Nuestra «vieja Europa» tiene la oportunidad de volver a ser «madre», en palabras de Francisco, ante el drama de los refugiados. La vida religiosa ha respondido inmediatamente. No podemos permitir que sea una respuesta circunstancial, calculada o empresarial. Debe ser una respuesta desproporcionada, sorprendente y nueva. Como el Espíritu. Son los ricos quienes pueden hacer cálculos de qué desprenderse para vivir igual y quedar bien. Los que buscan la justicia del Reino saben que solo gozarán cuando pongan todo a trabajar, cuando arriesguen e, incluso, cuando cambien de sitio, de estilo y de vida.

Los refugiados son el rostro inseguro de una crisis que puede ser nuestro kairós. Nos pueden llevar a los márgenes sociales e institucionales. Nos pueden devolver la necesidad de compartir para vivir. Pueden sacar a la luz, de manera inmediata, lo que no somos capaces de formular tras horas y horas de estudio y ríos y ríos de tinta: nuestro ser subversivo, gratuito y evangélico.
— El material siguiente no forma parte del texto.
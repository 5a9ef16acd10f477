//! ABOUTME: Document Converter Client (C4): wraps an external conversion service

use async_trait::async_trait;
use docflow_core::document::DocumentKind;
use docflow_core::{ConverterOptions, PipelineError};
use docflow_resilience::{retry_default, CircuitBreaker, RetryConfig};
use std::path::{Path, PathBuf};
use std::sync::Arc;
use std::time::Duration;

/// Response from URL-mode conversion (§4.4 operation 1).
#[derive(Debug, Clone)]
pub struct ConvertByUrlResponse {
    pub markdown: String,
    pub filename: Option<String>,
    pub elapsed: Duration,
}

/// Response from file-to-ZIP-mode conversion (§4.4 operation 2).
#[derive(Debug, Clone)]
pub struct ConvertToZipResponse {
    pub zip_path: PathBuf,
    pub elapsed: Duration,
}

/// External collaborator boundary for the document converter. Kept as a
/// trait so stages depend on the capability, not a concrete HTTP client —
/// the same shape the teacher uses for `ProviderInstance`.
#[async_trait]
pub trait DocumentConverter: Send + Sync {
    async fn convert_by_url(
        &self,
        url: &str,
        kind: DocumentKind,
        options: &ConverterOptions,
    ) -> Result<ConvertByUrlResponse, PipelineError>;

    async fn convert_file_to_zip(
        &self,
        local_path: &Path,
        kind: DocumentKind,
        job_id: &str,
        options: &ConverterOptions,
    ) -> Result<ConvertToZipResponse, PipelineError>;

    async fn download_to_temp(&self, url: &str, filename: &str) -> Result<PathBuf, PipelineError>;

    /// Best-effort removal; failures are logged, never propagated.
    async fn cleanup_temp_file(&self, path: &Path);
}

/// HTTP-backed implementation. Two endpoints mirror the source's
/// URL-mode/file-mode split: a JSON endpoint for `convert_by_url`, and a
/// multipart endpoint for `convert_file_to_zip`.
pub struct HttpDocumentConverter {
    http: reqwest::Client,
    url_endpoint: String,
    file_endpoint: String,
    timeout: Duration,
    temp_dir: PathBuf,
    breaker: Arc<CircuitBreaker>,
    retry: RetryConfig,
}

impl HttpDocumentConverter {
    #[must_use]
    pub fn new(
        url_endpoint: impl Into<String>,
        file_endpoint: impl Into<String>,
        timeout: Duration,
        temp_dir: PathBuf,
        breaker: Arc<CircuitBreaker>,
    ) -> Self {
        Self {
            http: reqwest::Client::new(),
            url_endpoint: url_endpoint.into(),
            file_endpoint: file_endpoint.into(),
            timeout,
            temp_dir,
            breaker,
            retry: RetryConfig::new(2, Duration::from_secs(1), 2.0),
        }
    }

    fn job_dir(&self, job_id: &str) -> PathBuf {
        self.temp_dir.join(job_id)
    }

    fn check_breaker(&self) -> Result<(), PipelineError> {
        self.breaker
            .check()
            .map_err(|retry_after| PipelineError::CircuitOpen {
                service: self.breaker.service_name().to_string(),
                retry_after,
            })
    }

    fn build_options_payload(kind: DocumentKind, options: &ConverterOptions) -> serde_json::Value {
        serde_json::json!({
            "from_formats": [kind.to_string()],
            "to_formats": options.to_formats,
            "target_type": options.target_type,
            "image_export_mode": options.image_export_mode,
            "do_ocr": options.do_ocr,
            "force_ocr": options.force_ocr,
            "ocr_engine": options.ocr_engine,
            "ocr_lang": options.ocr_lang,
            "pdf_backend": options.pdf_backend,
            "table_mode": options.table_mode,
            "table_cell_matching": options.table_cell_matching,
            "do_table_structure": options.do_table_structure,
            "include_images": options.include_images,
            "images_scale": options.images_scale,
            "pipeline": options.pipeline,
            "page_range": [options.page_range.0, options.page_range.1],
            "document_timeout": options.document_timeout,
            "do_formula_enrichment": options.do_formula_enrichment,
            "do_code_enrichment": options.do_code_enrichment,
            "do_picture_classification": options.do_picture_classification,
            "do_picture_description": options.do_picture_description,
            "abort_on_error": options.abort_on_error,
        })
    }
}

#[async_trait]
impl DocumentConverter for HttpDocumentConverter {
    async fn convert_by_url(
        &self,
        url: &str,
        kind: DocumentKind,
        options: &ConverterOptions,
    ) -> Result<ConvertByUrlResponse, PipelineError> {
        self.check_breaker()?;
        let started = std::time::Instant::now();

        let payload = serde_json::json!({
            "options": Self::build_options_payload(kind, options),
            "sources": [{ "kind": "http", "url": url }],
        });

        let result = retry_default("converter.convert_by_url", self.retry, || {
            let payload = payload.clone();
            async move {
                let response = self
                    .http
                    .post(&self.url_endpoint)
                    .json(&payload)
                    .timeout(self.timeout)
                    .send()
                    .await
                    .map_err(|e| classify_reqwest_error("converter", &e))?;

                if response.status().as_u16() >= 500 {
                    return Err(PipelineError::Transient {
                        service: "converter".to_string(),
                        message: format!("HTTP {}", response.status()),
                    });
                }
                if !response.status().is_success() {
                    return Err(PipelineError::ParseFormat {
                        source_kind: "converter".to_string(),
                        message: format!("HTTP {}", response.status()),
                    });
                }

                let body: serde_json::Value = response.json().await.map_err(|e| {
                    PipelineError::ParseFormat {
                        source_kind: "converter".to_string(),
                        message: e.to_string(),
                    }
                })?;

                let markdown = body
                    .get("document")
                    .and_then(|d| d.get("md_content"))
                    .and_then(|v| v.as_str())
                    .ok_or_else(|| PipelineError::ParseFormat {
                        source_kind: "converter".to_string(),
                        message: "response missing document.md_content".to_string(),
                    })?
                    .to_string();

                let filename = body
                    .get("document")
                    .and_then(|d| d.get("filename"))
                    .and_then(|v| v.as_str())
                    .map(ToString::to_string);

                Ok((markdown, filename))
            }
        })
        .await;

        match result {
            Ok((markdown, filename)) => {
                self.breaker.record_success();
                Ok(ConvertByUrlResponse {
                    markdown,
                    filename,
                    elapsed: started.elapsed(),
                })
            }
            Err(err) => {
                if err.is_retryable() {
                    self.breaker.record_failure();
                }
                Err(err)
            }
        }
    }

    async fn convert_file_to_zip(
        &self,
        local_path: &Path,
        kind: DocumentKind,
        job_id: &str,
        options: &ConverterOptions,
    ) -> Result<ConvertToZipResponse, PipelineError> {
        self.check_breaker()?;
        let started = std::time::Instant::now();

        let job_dir = self.job_dir(job_id);
        tokio::fs::create_dir_all(&job_dir)
            .await
            .map_err(|e| PipelineError::general(format!("failed to create job dir: {e}")))?;
        let output_zip_path = job_dir.join("output.zip");

        let file_bytes = tokio::fs::read(local_path)
            .await
            .map_err(|e| PipelineError::general(format!("failed to read source file: {e}")))?;
        let file_name = local_path
            .file_name()
            .and_then(|n| n.to_str())
            .unwrap_or("document")
            .to_string();

        let options_payload = Self::build_options_payload(kind, options);

        let result = retry_default("converter.convert_file_to_zip", self.retry, || {
            let file_bytes = file_bytes.clone();
            let file_name = file_name.clone();
            let options_payload = options_payload.clone();
            async move {
                let part = reqwest::multipart::Part::bytes(file_bytes.clone()).file_name(file_name.clone());
                let form = reqwest::multipart::Form::new()
                    .part("files", part)
                    .text("target_type", "zip")
                    .text("options", options_payload.to_string());

                let response = self
                    .http
                    .post(&self.file_endpoint)
                    .multipart(form)
                    .timeout(self.timeout)
                    .send()
                    .await
                    .map_err(|e| classify_reqwest_error("converter", &e))?;

                if response.status().as_u16() >= 500 {
                    return Err(PipelineError::Transient {
                        service: "converter".to_string(),
                        message: format!("HTTP {}", response.status()),
                    });
                }

                let content_type = response
                    .headers()
                    .get("content-type")
                    .and_then(|v| v.to_str().ok())
                    .unwrap_or("")
                    .to_string();

                if content_type.contains("application/json") {
                    let body: serde_json::Value = response.json().await.unwrap_or_default();
                    return Err(PipelineError::ParseFormat {
                        source_kind: "converter".to_string(),
                        message: format!("expected ZIP, got JSON error envelope: {body}"),
                    });
                }

                let bytes = response
                    .bytes()
                    .await
                    .map_err(|e| classify_reqwest_error("converter", &e))?;
                Ok(bytes.to_vec())
            }
        })
        .await;

        match result {
            Ok(bytes) => {
                tokio::fs::write(&output_zip_path, &bytes)
                    .await
                    .map_err(|e| PipelineError::general(format!("failed to write zip: {e}")))?;
                self.breaker.record_success();
                Ok(ConvertToZipResponse {
                    zip_path: output_zip_path,
                    elapsed: started.elapsed(),
                })
            }
            Err(err) => {
                if err.is_retryable() {
                    self.breaker.record_failure();
                }
                Err(err)
            }
        }
    }

    async fn download_to_temp(&self, url: &str, filename: &str) -> Result<PathBuf, PipelineError> {
        tokio::fs::create_dir_all(&self.temp_dir)
            .await
            .map_err(|e| PipelineError::general(format!("failed to create temp dir: {e}")))?;
        let destination = self.temp_dir.join(filename);

        let bytes = retry_default("converter.download_to_temp", self.retry, || async {
            let response = self
                .http
                .get(url)
                .timeout(self.timeout)
                .send()
                .await
                .map_err(|e| classify_reqwest_error("converter", &e))?;
            if !response.status().is_success() {
                return Err(PipelineError::Transient {
                    service: "converter".to_string(),
                    message: format!("HTTP {}", response.status()),
                });
            }
            response
                .bytes()
                .await
                .map_err(|e| classify_reqwest_error("converter", &e))
        })
        .await?;

        tokio::fs::write(&destination, &bytes)
            .await
            .map_err(|e| PipelineError::general(format!("failed to write download: {e}")))?;
        Ok(destination)
    }

    async fn cleanup_temp_file(&self, path: &Path) {
        if let Err(err) = tokio::fs::remove_file(path).await {
            if err.kind() != std::io::ErrorKind::NotFound {
                tracing::warn!(path = %path.display(), error = %err, "failed to clean up temp file");
            }
        }
    }
}

fn classify_reqwest_error(service: &str, error: &reqwest::Error) -> PipelineError {
    if error.is_timeout() || error.is_connect() {
        PipelineError::Transient {
            service: service.to_string(),
            message: error.to_string(),
        }
    } else {
        PipelineError::ParseFormat {
            source_kind: service.to_string(),
            message: error.to_string(),
        }
    }
}

#[cfg(test)]
mod tests {
    use super::*;
    use docflow_resilience::BreakerConfig;

    #[tokio::test]
    async fn cleanup_missing_file_does_not_panic() {
        let converter = HttpDocumentConverter::new(
            "http://localhost:1/url",
            "http://localhost:1/file",
            Duration::from_millis(10),
            std::env::temp_dir(),
            Arc::new(CircuitBreaker::new("converter", BreakerConfig::default())),
        );
        converter
            .cleanup_temp_file(Path::new("/nonexistent/path/does-not-exist"))
            .await;
    }

    #[tokio::test]
    async fn open_circuit_rejects_before_any_network_call() {
        let breaker = Arc::new(CircuitBreaker::new("converter", BreakerConfig {
            failure_threshold: 1,
            recovery_timeout: Duration::from_secs(60),
        }));
        breaker.record_failure();

        let converter = HttpDocumentConverter::new(
            "http://localhost:1/url",
            "http://localhost:1/file",
            Duration::from_millis(10),
            std::env::temp_dir(),
            breaker,
        );

        let result = converter
            .convert_by_url("http://example.com/a.pdf", DocumentKind::Pdf, &ConverterOptions::default())
            .await;
        assert!(matches!(result, Err(PipelineError::CircuitOpen { .. })));
    }
}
Los jóvenes se apuntan a empresas imposibles. Gustan de los discursos que remueven seguridades. Quieren cambios, los necesitan. Sueñan un mundo diferente, unas relaciones sin precio, no se tranquilizan con nuestras historias, porque necesitan ser coprotagonistas de las suyas. Si los escuchamos nos hablarán de los inmuebles vacíos, de nuestros proyectos empresariales o de nuestras líneas maestras con desafección… Necesitan encontrar espacios donde lo que sintieron en el corazón, lo vean y palpen. No se dejan serenar con argumentos racionales sopesados, sino que necesitan decisiones arriesgadas que los lleven a los márgenes. Los jóvenes están haciendo una particular lectura de lo que significa el éxodo que en nuestros días vivimos. Un rasgo de la vida religiosa para este presente es ser hogar, ofrecer hogar, crear hogar. Escuchemos la calle. No prolonguemos indebidamente un discernimiento que nos estanque en si debemos hacer algo, si hay que garantizar seguridades, si es arriesgado perder patrimonio… porque, una vez más, discursos recurrentes que amordazan la bienaventuranza, nos esterilizan. Estoy convencido de que si en la vida religiosa nos ponemos en sintonía de quienes hoy son llamados, éstos encontrarán su casa, su sitio y su sentido. Y la vida religiosa, gracias a una crisis, que es kairós, encontrará su futuro. Porque los jóvenes, por serlo, no son inconstantes, sino que les quema la tradición cuando se aleja de la vida.